In contrast, if this covariance matrix estimate is used for portfolio optimization (i.e. for selecting the portfolio in a mean–variance framework, which involves the inversion of the matrix), the estimation error will be quite large for typical values of the ratio T /N (see Ref. [10]). In the case of exponential weighting, the results in Ref. [10] imply that the degree of suboptimality will depend on the ratio of the effective time length −1/ log α and the number of assets N. In particular, since the effective time corresponding to the value of the exponential decay factor α suggested by Ref. [12] (α = 0.94 for daily data) is shorter than the length of the time windows used in a typical standard (uniformly weighted) covariance matrix estimation, it can be expected that for the same portfolio size N the effect of noise (suboptimality of optimized portfolios) will be larger with exponential weighting than without it.
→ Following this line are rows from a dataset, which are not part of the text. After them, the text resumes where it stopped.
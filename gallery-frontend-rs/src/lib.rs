#![deny(clippy::string_slice)]

pub mod api;
pub mod auth;
pub mod config;
pub mod error;
pub mod fallback;
pub mod list;
pub mod models;
pub mod notifications;
pub mod reconcile;
pub mod session;
pub mod transport;
mod utils;
pub mod validators;
pub mod views;

use std::cell::RefCell;
use std::rc::Rc;
use std::sync::LazyLock;

use chrono::Utc;
use slotmap::{Key, KeyData};
use stash::LocalStorage;
use wasm_bindgen::prelude::*;

use crate::api::ApiClient;
use crate::auth::{JsIdentityProvider, Registration};
use crate::config::GalleryConfig;
use crate::error::GalleryError;
use crate::fallback::LocalFallback;
use crate::models::{Artwork, FavoriteEntry, User};
use crate::notifications::{AppEvents, ListenerKey, Notice};
use crate::reconcile::Reconciler;
use crate::session::{Access, SessionContext};
use crate::transport::FetchTransport;
use crate::validators::PasswordCheck;
use crate::views::{
    AdminView, ArtworkDetail, ArtworkDraft, ExploreView, FavoritesView, HomeFeed, MyGalleryView,
};

type BrowserReconciler = Reconciler<FetchTransport, LocalStorage>;

#[wasm_bindgen]
pub struct Gallery {
    // we should never hold a borrow across an .await. by avoiding this, we guarantee the absence of "borrow while locked" panics
    reconciler: Rc<BrowserReconciler>,
    identity: RefCell<Option<Rc<JsIdentityProvider>>>,

    detail: ArtworkDetail<FetchTransport, LocalStorage>,
    favorites: FavoritesView<FetchTransport, LocalStorage>,
    my_gallery: MyGalleryView<FetchTransport, LocalStorage>,
    explore: ExploreView<FetchTransport, LocalStorage>,
    admin: AdminView<FetchTransport, LocalStorage>,
}

// putting this inside LOGGER prevents us from accidentally initializing the logger more than once
#[allow(clippy::declare_interior_mutable_const)]
const LOGGER: LazyLock<()> = LazyLock::new(|| {
    utils::set_panic_hook();

    wasm_logger::init(wasm_logger::Config::default());
    log::info!("Logging initialized");
});

/// Log the failure and turn it into what the user should see.
fn report<T>(result: Result<T, GalleryError>, notice: impl FnOnce(&T) -> Notice) -> Notice {
    match result {
        Ok(value) => notice(&value),
        Err(GalleryError::InFlight(key)) => {
            log::debug!("Ignoring repeated request for {key}");
            GalleryError::InFlight(key).notice()
        }
        Err(e) => {
            log::error!("{e}");
            e.notice()
        }
    }
}

/// Failed loads reject the JS promise with a `Notice`.
fn reject(e: GalleryError) -> JsValue {
    log::error!("{e}");
    serde_wasm_bindgen::to_value(&e.notice()).unwrap_or_else(|_| JsValue::from_str(&e.to_string()))
}

#[cfg_attr(target_arch = "wasm32", wasm_bindgen)]
impl Gallery {
    #[cfg_attr(target_arch = "wasm32", wasm_bindgen(constructor))]
    pub fn new(config: GalleryConfig) -> Result<Gallery, JsValue> {
        // used to only initialize the logger once
        #[allow(clippy::borrow_interior_mutable_const)]
        *LOGGER;

        let storage = LocalStorage::open()
            .inspect_err(|e| log::error!("Error opening local storage: {e}"))
            .map_err(|e| JsValue::from_str(&e.to_string()))?;
        let api = ApiClient::new(FetchTransport, &config.api_base)
            .inspect_err(|e| log::error!("Error configuring API client: {e}"))
            .map_err(|e| JsValue::from_str(&e.to_string()))?;
        log::info!("Using API at {}", api.base());

        let reconciler = Rc::new(Reconciler::new(
            api,
            LocalFallback::new(storage),
            SessionContext::new(),
            AppEvents::default(),
        ));

        Ok(Self {
            detail: ArtworkDetail::new(Rc::clone(&reconciler)),
            favorites: FavoritesView::new(Rc::clone(&reconciler)),
            my_gallery: MyGalleryView::new(Rc::clone(&reconciler)),
            explore: ExploreView::new(Rc::clone(&reconciler)),
            admin: AdminView::new(Rc::clone(&reconciler), config),
            identity: RefCell::new(None),
            reconciler,
        })
    }

    // session

    /// Forward every identity-provider auth-state notification here.
    #[cfg_attr(target_arch = "wasm32", wasm_bindgen)]
    pub fn set_user(&self, user: Option<User>) {
        self.reconciler.session().set_user(user);
    }

    #[cfg_attr(target_arch = "wasm32", wasm_bindgen)]
    pub fn current_user(&self) -> Option<User> {
        self.reconciler.session().user()
    }

    #[cfg_attr(target_arch = "wasm32", wasm_bindgen)]
    pub fn is_session_loading(&self) -> bool {
        self.reconciler.session().is_loading()
    }

    #[cfg_attr(target_arch = "wasm32", wasm_bindgen)]
    pub fn guard(&self, from: String) -> Access {
        self.reconciler.session().guard(&from)
    }

    /// `callback` receives the new user (or `null`) on every change. Returns a key for
    /// [`Gallery::unsubscribe_session`].
    #[cfg_attr(target_arch = "wasm32", wasm_bindgen)]
    pub fn subscribe_session(&self, callback: js_sys::Function) -> u64 {
        let key = self.reconciler.session().subscribe(move |user| {
            let this = JsValue::null();
            let user = serde_wasm_bindgen::to_value(user).unwrap_or(JsValue::NULL);
            let _ = callback.call1(&this, &user);
        });
        key.data().as_ffi()
    }

    #[cfg_attr(target_arch = "wasm32", wasm_bindgen)]
    pub fn unsubscribe_session(&self, key: u64) {
        self.reconciler
            .session()
            .unsubscribe(ListenerKey::from(KeyData::from_ffi(key)))
    }

    // identity

    #[cfg_attr(target_arch = "wasm32", wasm_bindgen)]
    pub fn set_identity_provider(&self, provider: JsIdentityProvider) {
        *self.identity.borrow_mut() = Some(Rc::new(provider));
    }

    #[cfg_attr(target_arch = "wasm32", wasm_bindgen)]
    pub async fn register(&self, registration: Registration) -> Notice {
        let result = match self.identity() {
            Ok(provider) => {
                auth::register(&*provider, self.reconciler.session(), &registration).await
            }
            Err(e) => Err(e),
        };
        report(result, |_| {
            Notice::success("Registered", "Your account has been created.")
        })
    }

    #[cfg_attr(target_arch = "wasm32", wasm_bindgen)]
    pub async fn login(&self, email: String, password: String) -> Notice {
        let result = match self.identity() {
            Ok(provider) => {
                auth::login(&*provider, self.reconciler.session(), &email, &password).await
            }
            Err(e) => Err(e),
        };
        report(result, |user| {
            Notice::success("Welcome", format!("Logged in as {}", user.name_or_email()))
        })
    }

    #[cfg_attr(target_arch = "wasm32", wasm_bindgen)]
    pub async fn login_with_popup(&self) -> Notice {
        let result = match self.identity() {
            Ok(provider) => auth::login_with_popup(&*provider, self.reconciler.session()).await,
            Err(e) => Err(e),
        };
        report(result, |user| {
            Notice::success("Welcome", format!("Logged in as {}", user.name_or_email()))
        })
    }

    #[cfg_attr(target_arch = "wasm32", wasm_bindgen)]
    pub async fn logout(&self) -> Notice {
        let result = match self.identity() {
            Ok(provider) => auth::logout(&*provider, self.reconciler.session()).await,
            Err(e) => Err(e),
        };
        report(result, |_| Notice::info("Logged out", "See you soon."))
    }

    // artwork detail

    #[cfg_attr(target_arch = "wasm32", wasm_bindgen)]
    pub async fn load_artwork(&self, id: String) -> Result<Artwork, JsValue> {
        self.detail.load(&id).await.map_err(reject)
    }

    #[cfg_attr(target_arch = "wasm32", wasm_bindgen)]
    pub fn artwork(&self) -> Option<Artwork> {
        self.detail.artwork()
    }

    /// `on_render` is called with each like count to show, starting with the optimistic one.
    #[cfg_attr(target_arch = "wasm32", wasm_bindgen)]
    pub async fn like_artwork(&self, on_render: Option<js_sys::Function>) -> Notice {
        let render = |likes: u64| {
            if let Some(callback) = &on_render {
                let _ = callback.call1(&JsValue::NULL, &JsValue::from_f64(likes as f64));
            }
        };
        report(self.detail.like_with(render).await, |outcome| {
            outcome.notice()
        })
    }

    #[cfg_attr(target_arch = "wasm32", wasm_bindgen)]
    pub async fn favorite_artwork(&self) -> Notice {
        report(self.detail.favorite().await, |outcome| outcome.notice())
    }

    /// Favorite an artwork from a listing (home, explore) rather than the detail page.
    #[cfg_attr(target_arch = "wasm32", wasm_bindgen)]
    pub async fn favorite(&self, artwork: Artwork) -> Notice {
        report(self.reconciler.favorite(&artwork).await, |outcome| {
            outcome.notice()
        })
    }

    #[cfg_attr(target_arch = "wasm32", wasm_bindgen)]
    pub fn is_liking(&self) -> bool {
        self.detail.is_liking()
    }

    #[cfg_attr(target_arch = "wasm32", wasm_bindgen)]
    pub fn is_favoriting(&self, artwork_id: String) -> bool {
        self.reconciler.is_favoriting(&artwork_id)
    }

    #[cfg_attr(target_arch = "wasm32", wasm_bindgen)]
    pub fn local_like_delta(&self, artwork_id: String) -> u32 {
        self.reconciler.fallback().read_like_delta(&artwork_id)
    }

    // favorites

    #[cfg_attr(target_arch = "wasm32", wasm_bindgen)]
    pub async fn load_favorites(&self) -> Result<Vec<FavoriteEntry>, JsValue> {
        self.favorites.load().await.map_err(reject)
    }

    #[cfg_attr(target_arch = "wasm32", wasm_bindgen)]
    pub fn favorites(&self) -> Vec<FavoriteEntry> {
        self.favorites.entries()
    }

    #[cfg_attr(target_arch = "wasm32", wasm_bindgen)]
    pub async fn remove_favorite(&self, record_id: Option<String>, item_id: String) -> Notice {
        report(
            self.favorites.remove(record_id.as_deref(), &item_id).await,
            |outcome| outcome.notice(),
        )
    }

    #[cfg_attr(target_arch = "wasm32", wasm_bindgen)]
    pub fn is_removing_favorite(&self, record_id: String) -> bool {
        self.favorites.is_removing(&record_id)
    }

    /// Keep the favorites list up to date with favorites added elsewhere in the app.
    #[cfg_attr(target_arch = "wasm32", wasm_bindgen)]
    pub fn attach_favorites(&self) {
        self.favorites.attach()
    }

    #[cfg_attr(target_arch = "wasm32", wasm_bindgen)]
    pub fn detach_favorites(&self) {
        self.favorites.detach()
    }

    // my gallery

    #[cfg_attr(target_arch = "wasm32", wasm_bindgen)]
    pub async fn load_my_gallery(&self) -> Result<Vec<Artwork>, JsValue> {
        self.my_gallery.load().await.map_err(reject)
    }

    #[cfg_attr(target_arch = "wasm32", wasm_bindgen)]
    pub fn my_artworks(&self) -> Vec<Artwork> {
        self.my_gallery.artworks()
    }

    #[cfg_attr(target_arch = "wasm32", wasm_bindgen)]
    pub async fn delete_my_artwork(&self, id: String) -> Notice {
        report(self.my_gallery.delete(&id).await, |outcome| outcome.notice())
    }

    #[cfg_attr(target_arch = "wasm32", wasm_bindgen)]
    pub fn is_deleting_my_artwork(&self, id: String) -> bool {
        self.my_gallery.is_deleting(&id)
    }

    /// A blank form, with the artist prefilled for the signed-in user.
    #[cfg_attr(target_arch = "wasm32", wasm_bindgen)]
    pub fn new_draft(&self) -> ArtworkDraft {
        self.reconciler
            .session()
            .user()
            .map(|user| ArtworkDraft::for_user(&user))
            .unwrap_or_default()
    }

    #[cfg_attr(target_arch = "wasm32", wasm_bindgen)]
    pub fn draft_from(&self, artwork: Artwork) -> ArtworkDraft {
        ArtworkDraft::from_artwork(&artwork)
    }

    #[cfg_attr(target_arch = "wasm32", wasm_bindgen)]
    pub async fn save_artwork(&self, draft: ArtworkDraft, editing: Option<String>) -> Notice {
        report(
            self.my_gallery.save(&draft, editing.as_deref()).await,
            |outcome| outcome.notice(),
        )
    }

    // explore / home

    #[cfg_attr(target_arch = "wasm32", wasm_bindgen)]
    pub async fn load_explore(&self) -> Result<Vec<Artwork>, JsValue> {
        self.explore.load().await.map_err(reject)
    }

    #[cfg_attr(target_arch = "wasm32", wasm_bindgen)]
    pub fn explore_artworks(&self) -> Vec<Artwork> {
        self.explore.artworks()
    }

    #[cfg_attr(target_arch = "wasm32", wasm_bindgen)]
    pub fn home_feed(&self) -> HomeFeed {
        self.explore.home_feed(Utc::now())
    }

    // admin

    #[cfg_attr(target_arch = "wasm32", wasm_bindgen)]
    pub fn is_admin(&self) -> bool {
        self.admin.authorize().is_ok()
    }

    #[cfg_attr(target_arch = "wasm32", wasm_bindgen)]
    pub async fn load_admin(&self) -> Result<Vec<Artwork>, JsValue> {
        self.admin.load().await.map_err(reject)
    }

    #[cfg_attr(target_arch = "wasm32", wasm_bindgen)]
    pub fn admin_artworks(&self) -> Vec<Artwork> {
        self.admin.artworks()
    }

    #[cfg_attr(target_arch = "wasm32", wasm_bindgen)]
    pub async fn delete_admin_artwork(&self, id: String) -> Notice {
        report(self.admin.delete(&id).await, |outcome| outcome.notice())
    }

    #[cfg_attr(target_arch = "wasm32", wasm_bindgen)]
    pub fn is_deleting_admin_artwork(&self, id: String) -> bool {
        self.admin.is_deleting(&id)
    }
}

impl Gallery {
    fn identity(&self) -> Result<Rc<JsIdentityProvider>, GalleryError> {
        self.identity
            .borrow()
            .clone()
            .ok_or_else(|| GalleryError::Identity("no identity provider configured".to_string()))
    }
}

#[cfg_attr(target_arch = "wasm32", wasm_bindgen)]
pub fn check_password(password: String) -> PasswordCheck {
    validators::validate_password(&password)
}

#[cfg_attr(target_arch = "wasm32", wasm_bindgen)]
pub fn format_count(n: f64) -> String {
    views::format_count(n.max(0.0) as u64)
}

#[cfg_attr(target_arch = "wasm32", wasm_bindgen)]
pub fn initials(name: String) -> String {
    views::initials(&name)
}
The reference [10] in the quoted passage links to another paper by Pafka and Kondor.

However, in neither of these papers do I find a derivation of the effective time length $-1/\log\alpha$, where $\alpha$ is the parameter of the exponentially weighted covariance matrix, nor do I find the expression "effective time length" anywhere else in the context of exponentially weighted matrices. Is there a paper that derives this result?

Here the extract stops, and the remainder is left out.